GPUOpen-Tools / radeon_compute_profiler

The Radeon Compute Profiler (RCP) is a performance analysis tool that gathers data from the API run-time and GPU for OpenCLâ„¢ and ROCm/HSA applications. This information can be used by developers to discover bottlenecks in the application and to find ways to optimize the application's performance.
MIT License
84 stars 19 forks source link

Kernel and data transfer events not recorded in OpenCL applications #10

Closed syifan closed 5 years ago

syifan commented 6 years ago

I was using the earlier version of RCP that is shipped with ROCM 1.6.Back to that time, the profiling result contains the kernel launching information. If I import the atp file into CodeXL, the timeline looks like this.

image

Recently, when I try the same commands again, I can only get a timeline like this.

image

The kernel launching information are not recorded anymore. Am I making some mistakes when I run the profiler? The command that I used is

rocm-profiler -w . -A --hsaaqlpackettrace [my_application and its arguments]
syifan commented 6 years ago

I think I made a mistake in the earlier post. If I profile an HC++ or HIP program, I can still get the kernel information. However, if I profile an OpenCL benchmark, I will not get the kernel information. It seems the main reason is that the API trace terminates early and there is some other information missing from the trace. Maybe it is because hsa_shutdown is not called? I wonder if there is a way to properly record the whole trace in an OpenCL benchmark?

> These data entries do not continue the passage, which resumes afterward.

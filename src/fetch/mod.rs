//! Single-attempt page probes.

/// Randomized request headers.
pub mod headers;
/// reqwest-backed fetcher.
pub mod http;

use std::fmt;
use std::future::Future;

/// Raw response of one probe.
#[derive(Debug, Clone, PartialEq, Eq)]
pub struct FetchResponse {
    /// HTTP status code.
    pub status: u16,
    /// Response body.
    pub body: Vec<u8>,
}

impl FetchResponse {
    /// True for `2xx`. Anything else means the page does not exist yet.
    pub fn is_success(&self) -> bool {
        (200..300).contains(&self.status)
    }
}

/// Probe failure before any status was received.
#[derive(Debug, Clone, PartialEq, Eq)]
pub enum FetchError {
    /// Connection, TLS, or body read failure.
    Transport(String),
    /// The request exceeded its timeout.
    Timeout,
    /// The HTTP client could not be built.
    Client(String),
}

impl fmt::Display for FetchError {
    fn fmt(&self, f: &mut fmt::Formatter<'_>) -> fmt::Result {
        match self {
            Self::Transport(msg) => write!(f, "transport error: {msg}"),
            Self::Timeout => f.write_str("request timed out"),
            Self::Client(msg) => write!(f, "http client error: {msg}"),
        }
    }
}

impl std::error::Error for FetchError {}

/// Performs exactly one GET per call. Implementations must not retry.
pub trait PageFetcher: Send + Sync + 'static {
    /// Fetches `url`, returning the status and body of whatever the host served.
    fn fetch(&self, url: &str) -> impl Future<Output = Result<FetchResponse, FetchError>> + Send;
}

/// Joins the host base URL and a candidate key.
pub fn candidate_url(base_url: &str, key: &str) -> String {
    format!("{base_url}{key}")
}
//! One discovery run from calendar snapshot to confirmed records.

use std::fmt;
use std::sync::Arc;

use tracing::info;

use crate::{
    calendar::{CalendarError, CalendarState},
    catalog::{CatalogError, CatalogProvider, CityCatalog, TemplateCatalog},
    config::{ConfigError, DiscoveryConfig},
    fetch::{
        FetchError, PageFetcher,
        headers::{HeaderPools, HeaderRandomizer},
        http::HttpFetcher,
    },
    keyspace::{filter_known, generate_keys},
    parse::{PageParser, ParseError, html::HtmlPageParser},
    record::DiscoveredRecord,
    runtime::{
        coordinator::{Coordinator, CoordinatorConfig, DiscoveryReport},
        events::ProbeEvent,
    },
    types::{CandidateKey, KnownKeySet},
};

/// Failure to set up a session. No probe is dispatched when this occurs.
#[derive(Debug)]
pub enum SessionError {
    /// Configuration rejected.
    Config(ConfigError),
    /// Wall clock produced an unusable calendar.
    Calendar(CalendarError),
    /// Catalog could not be loaded.
    Catalog(CatalogError),
    /// HTTP client could not be built.
    Fetch(FetchError),
    /// Parser rules could not be compiled.
    Parse(ParseError),
}

impl fmt::Display for SessionError {
    fn fmt(&self, f: &mut fmt::Formatter<'_>) -> fmt::Result {
        match self {
            Self::Config(e) => write!(f, "{e}"),
            Self::Calendar(e) => write!(f, "{e}"),
            Self::Catalog(e) => write!(f, "{e}"),
            Self::Fetch(e) => write!(f, "{e}"),
            Self::Parse(e) => write!(f, "{e}"),
        }
    }
}

impl std::error::Error for SessionError {}

impl From<ConfigError> for SessionError {
    fn from(value: ConfigError) -> Self {
        Self::Config(value)
    }
}

impl From<CalendarError> for SessionError {
    fn from(value: CalendarError) -> Self {
        Self::Calendar(value)
    }
}

impl From<CatalogError> for SessionError {
    fn from(value: CatalogError) -> Self {
        Self::Catalog(value)
    }
}

impl From<FetchError> for SessionError {
    fn from(value: FetchError) -> Self {
        Self::Fetch(value)
    }
}

impl From<ParseError> for SessionError {
    fn from(value: ParseError) -> Self {
        Self::Parse(value)
    }
}

/// Discovery run with its calendar and catalogs fixed at construction.
///
/// Candidate generation is deterministic for an unchanged calendar, catalog
/// and known set; only probe outcomes depend on the host.
pub struct DiscoverySession<F, P> {
    calendar: CalendarState,
    cities: CityCatalog,
    templates: TemplateCatalog,
    known: KnownKeySet,
    coordinator: Coordinator<F, P>,
}

impl<F, P> DiscoverySession<F, P>
where
    F: PageFetcher,
    P: PageParser,
{
    /// Snapshots the wall clock and loads the catalog from `provider`.
    pub fn new(
        config: &DiscoveryConfig,
        provider: &dyn CatalogProvider,
        templates: TemplateCatalog,
        fetcher: F,
        parser: P,
    ) -> Result<Self, SessionError> {
        config.validate()?;
        let calendar = CalendarState::now(config.cutover_month)?;
        Self::assemble(config, calendar, provider, templates, fetcher, parser)
    }

    /// Same as [`DiscoverySession::new`] with an explicit calendar.
    pub fn with_calendar(
        config: &DiscoveryConfig,
        calendar: CalendarState,
        provider: &dyn CatalogProvider,
        templates: TemplateCatalog,
        fetcher: F,
        parser: P,
    ) -> Result<Self, SessionError> {
        config.validate()?;
        Self::assemble(config, calendar, provider, templates, fetcher, parser)
    }

    fn assemble(
        config: &DiscoveryConfig,
        calendar: CalendarState,
        provider: &dyn CatalogProvider,
        templates: TemplateCatalog,
        fetcher: F,
        parser: P,
    ) -> Result<Self, SessionError> {
        let snapshot = provider.load(&calendar)?;
        let templates = templates.with_standalone(snapshot.standalone);
        info!(
            year = calendar.current_year(),
            month = calendar.current_month(),
            cities = snapshot.cities.len(),
            templates = templates.templates().len(),
            standalone = templates.standalone().len(),
            known = snapshot.known.len(),
            "discovery session ready"
        );

        Ok(Self {
            calendar,
            cities: snapshot.cities,
            templates,
            known: snapshot.known,
            coordinator: Coordinator::new(
                Arc::new(fetcher),
                Arc::new(parser),
                CoordinatorConfig::from(config),
            ),
        })
    }

    /// Calendar snapshot of this session.
    pub fn calendar(&self) -> &CalendarState {
        &self.calendar
    }

    /// Identifiers excluded from probing.
    pub fn known(&self) -> &KnownKeySet {
        &self.known
    }

    /// Subscribes to probe events of subsequent runs.
    pub fn subscribe(&self) -> tokio::sync::broadcast::Receiver<ProbeEvent> {
        self.coordinator.subscribe()
    }

    /// Keys that a run would dispatch, without touching the network.
    pub fn candidates(&self) -> Vec<CandidateKey> {
        let keys = generate_keys(&self.calendar, &self.cities, &self.templates);
        let survivors = filter_known(&keys, &self.known);
        info!(
            generated = keys.len(),
            dispatch = survivors.len(),
            "candidate keys prepared"
        );
        survivors
    }

    /// Probes every candidate and returns the confirmed records.
    pub async fn run(&self) -> Vec<DiscoveredRecord> {
        self.run_with_report().await.records
    }

    /// Like [`DiscoverySession::run`] but also returns outcome counters.
    pub async fn run_with_report(&self) -> DiscoveryReport {
        let keys = self.candidates();
        self.coordinator.run(keys).await
    }
}

impl DiscoverySession<HttpFetcher, HtmlPageParser> {
    /// Session probing the live host with the built-in series table.
    pub fn over_http(config: &DiscoveryConfig, provider: &dyn CatalogProvider) -> Result<Self, SessionError> {
        let pools = HeaderPools::default();
        let headers = match config.header_seed {
            Some(seed) => HeaderRandomizer::new(pools, seed),
            None => HeaderRandomizer::from_entropy(pools),
        };
        let fetcher = HttpFetcher::new(config.request_timeout(), Arc::new(headers))?;
        let parser = HtmlPageParser::new(config.date_label.clone())?;
        Self::new(config, provider, TemplateCatalog::builtin(), fetcher, parser)
    }
}
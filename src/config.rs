//! Discovery run settings.

use std::fmt;
use std::path::Path;
use std::time::Duration;

use serde::{Deserialize, Serialize};
use tokio::sync::Semaphore;

use crate::{
    calendar::DEFAULT_CUTOVER_MONTH,
    parse::html::DEFAULT_DATE_LABEL,
    persist::sqlite::DEFAULT_START_YEAR,
    types::{Month, Year},
};

/// Competition page prefix on the host.
pub const DEFAULT_BASE_URL: &str = "https://cubing.com/competition/";

/// Invalid or unreadable configuration.
#[derive(Debug)]
pub enum ConfigError {
    /// Reading the file failed.
    Io(std::io::Error),
    /// The JSON document is malformed.
    Json(serde_json::Error),
    /// A value is out of range.
    Invalid(String),
}

impl fmt::Display for ConfigError {
    fn fmt(&self, f: &mut fmt::Formatter<'_>) -> fmt::Result {
        match self {
            Self::Io(e) => write!(f, "config io error: {e}"),
            Self::Json(e) => write!(f, "config json error: {e}"),
            Self::Invalid(msg) => write!(f, "invalid config: {msg}"),
        }
    }
}

impl std::error::Error for ConfigError {}

impl From<std::io::Error> for ConfigError {
    fn from(value: std::io::Error) -> Self {
        Self::Io(value)
    }
}

impl From<serde_json::Error> for ConfigError {
    fn from(value: serde_json::Error) -> Self {
        Self::Json(value)
    }
}

/// Settings for one discovery session.
#[derive(Debug, Clone, PartialEq, Eq, Serialize, Deserialize)]
#[serde(default)]
pub struct DiscoveryConfig {
    /// Maximum probes in flight at once.
    pub concurrency: usize,
    /// Wait after each probe, whatever its outcome.
    pub pacing_delay_ms: u64,
    /// Per-request timeout.
    pub request_timeout_ms: u64,
    /// Prefix joined with each candidate key.
    pub base_url: String,
    /// Month from which next-year listings are expected.
    pub cutover_month: Month,
    /// Earliest year whose competitions count as known.
    pub start_year: Year,
    /// `<dt>` text labelling the date on a competition page.
    pub date_label: String,
    /// Seed for header randomization; `None` seeds from entropy.
    pub header_seed: Option<u64>,
}

impl Default for DiscoveryConfig {
    fn default() -> Self {
        Self {
            concurrency: 10,
            pacing_delay_ms: 100,
            request_timeout_ms: 15_000,
            base_url: DEFAULT_BASE_URL.to_string(),
            cutover_month: DEFAULT_CUTOVER_MONTH,
            start_year: DEFAULT_START_YEAR,
            date_label: DEFAULT_DATE_LABEL.to_string(),
            header_seed: None,
        }
    }
}

impl DiscoveryConfig {
    /// Reads and validates a JSON config file. Missing fields take defaults.
    pub fn from_json_file(path: impl AsRef<Path>) -> Result<Self, ConfigError> {
        let text = std::fs::read_to_string(path)?;
        let cfg: Self = serde_json::from_str(&text)?;
        cfg.validate()?;
        Ok(cfg)
    }

    /// Rejects settings the engine cannot run with.
    pub fn validate(&self) -> Result<(), ConfigError> {
        if self.concurrency == 0 {
            return Err(ConfigError::Invalid("concurrency must be at least 1".to_string()));
        }
        if self.concurrency > Semaphore::MAX_PERMITS {
            return Err(ConfigError::Invalid(format!(
                "concurrency {} exceeds {}",
                self.concurrency,
                Semaphore::MAX_PERMITS
            )));
        }
        if self.base_url.trim().is_empty() {
            return Err(ConfigError::Invalid("base_url is empty".to_string()));
        }
        if !(1..=12).contains(&self.cutover_month) {
            return Err(ConfigError::Invalid(format!(
                "cutover_month {} outside 1..=12",
                self.cutover_month
            )));
        }
        Ok(())
    }

    /// Pacing delay as a [`Duration`].
    pub fn pacing_delay(&self) -> Duration {
        Duration::from_millis(self.pacing_delay_ms)
    }

    /// Request timeout as a [`Duration`].
    pub fn request_timeout(&self) -> Duration {
        Duration::from_millis(self.request_timeout_ms)
    }
}
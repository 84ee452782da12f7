//! Bounded-concurrency probe runtime and its event stream.

/// Fan-out/fan-in of probe units.
pub mod coordinator;
/// Probe outcomes, counters, and broadcast events.
pub mod events;
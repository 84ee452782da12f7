//! Candidate key generation and filtering.

use hashbrown::HashSet;

use crate::{
    calendar::CalendarState,
    catalog::{CityCatalog, TemplateCatalog},
    types::{CandidateKey, KnownKeySet, Year},
};

/// Deduplicated candidate keys for one run. Iteration order is meaningless.
pub type KeySpace = HashSet<CandidateKey>;

/// `{city}-{series}-{year}`.
pub fn city_key(city: &str, series: &str, year: Year) -> CandidateKey {
    format!("{city}-{series}-{year}")
}

/// `{series}-{year}`.
pub fn standalone_key(series: &str, year: Year) -> CandidateKey {
    format!("{series}-{year}")
}

/// Builds every plausible key for the calendar month.
///
/// Each (city, template) pair checks its current-year and next-year windows
/// independently, so both years can be emitted. Standalone series always emit
/// both years.
pub fn generate_keys(
    calendar: &CalendarState,
    cities: &CityCatalog,
    templates: &TemplateCatalog,
) -> KeySpace {
    let month = calendar.current_month();
    let this_year = calendar.current_year();
    let next_year = calendar.next_year();

    let mut keys = KeySpace::new();
    for template in templates.templates() {
        let this = template.applies_this_year(month);
        let next = template.applies_next_year(month);
        if !this && !next {
            continue;
        }
        for city in cities.cities() {
            if this {
                keys.insert(city_key(city, &template.name, this_year));
            }
            if next {
                keys.insert(city_key(city, &template.name, next_year));
            }
        }
    }

    for series in templates.standalone() {
        keys.insert(standalone_key(series, this_year));
        keys.insert(standalone_key(series, next_year));
    }

    keys
}

/// Keys not already known, sorted so dispatch order is stable.
pub fn filter_known(keys: &KeySpace, known: &KnownKeySet) -> Vec<CandidateKey> {
    let mut out: Vec<CandidateKey> = keys
        .iter()
        .filter(|k| !known.contains(k.as_str()))
        .cloned()
        .collect();
    out.sort_unstable();
    out
}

syifan commented 6 years ago

OK, I solve the problem partially by myself. I added a hsa_shutdown call at the end of the program. However, I do not think this is the legitimate solution, as the whole program is purely an OpenCL program.It there a way to avoid that?

chesik-amd commented 6 years ago

In current RCP builds, we don't have a relaible workaround for applications that don't call hsa_shut_down (like all OpenCL applications).

For trace profiling of an OpenCL application, you may be able to get better results if you try the latest release of RCP (the 5.3 release from here https://github.com/GPUOpen-Tools/RCP/releases)

With this release, you can try using OpenCL tracing as opposed to HSA tracing. Simply replace the "-A --hsaaqlpackettrace" with "--apitrace".

We are planning on officially supported OpenCL-on-ROCm profiling in a future RCP release, but for now, you can try the above to see if it gives better results for an OpenCL application that doesn't explicitly call hsa_shut_down.

Collecting perf counters using the OpenCL proflier (i.e. using --perfcounter) still won't work for OCL-on-ROCm applications, but this something that should work better in future releases.

chesik-amd commented 5 years ago

This should work better in recent RCP releases, as well as in the profiler available with ROCM 2.0 You should now be able to profile OpenCL applications using --perfcounter when running on the ROCm stack.